Tyson Foods Inc. posted higher-than-expected second-quarter profit, as price increases helped offset weak beef sales, and expressed optimism about the full year.
The nation’s largest meat processor said it expects to gain momentum in the third and fourth quarters.
“We still think we have the potential for earnings per share of $2 (U.S.) for the year if we execute as planned,” Tyson Chief Executive Officer Donnie Smith said in a statement on Monday.
Tyson, which sells beef, chicken, pork and prepared foods, had earlier forecast a profit for fiscal 2012 of more than $2 per share, but tempered its view in February, saying profit would likely come in “around the $2 mark”.
“The fact that $2 is still in the picture and was highlighted by management in its written comments probably will be seen as a positive,” said JP Morgan analyst Ken Goldman.
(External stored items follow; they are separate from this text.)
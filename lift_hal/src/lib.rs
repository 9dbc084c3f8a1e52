//! Lift HAL
//!
//! Simulation stand-in for the hardware layer: a bounded-acceleration
//! plant model and limit-switch sensing derived from plant position.
//! No real hardware I/O exists in this design.

pub mod plant;
pub mod sensing;

pub use plant::LiftPlant;
pub use sensing::LimitSwitches;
Mr. Goldman added that Tyson’s beef segment, which posted an operating loss of only 0.1 per cent, was much better than many investors feared.
The U.S. beef industry suffered a blow earlier this year after a wave of unflattering press reports about a ground beef filler critics called “pink slime.”
Tyson said that weakened demand for beef products made it difficult to pass on higher commodity costs.
Then last month, the United States reported its first case of mad cow disease in six years, raising alarms that demand would drop off. But major export markets for U.S. beef, from Canada to Japan, stayed open.
The company said it expects industrywide domestic production of chicken, beef, pork and turkey to decrease about 4 per cent this year, which should continue to support better pricing.
In the second quarter, ended on March 31, overall volume fell 4.3 percent, pulled down by a 10.7 percent drop in the beef segment.
Tyson’s net income was $166-million, or 44 cents per share, in the quarter, up from $159-million, or 42 cents per share, a year earlier.
Analysts on average were expecting 39 cents per share, according to Thomson Reuters I/B/E/S.
Sales rose to $8.27-billion from $8-billion, missing analysts’ estimate of $8.49-billion.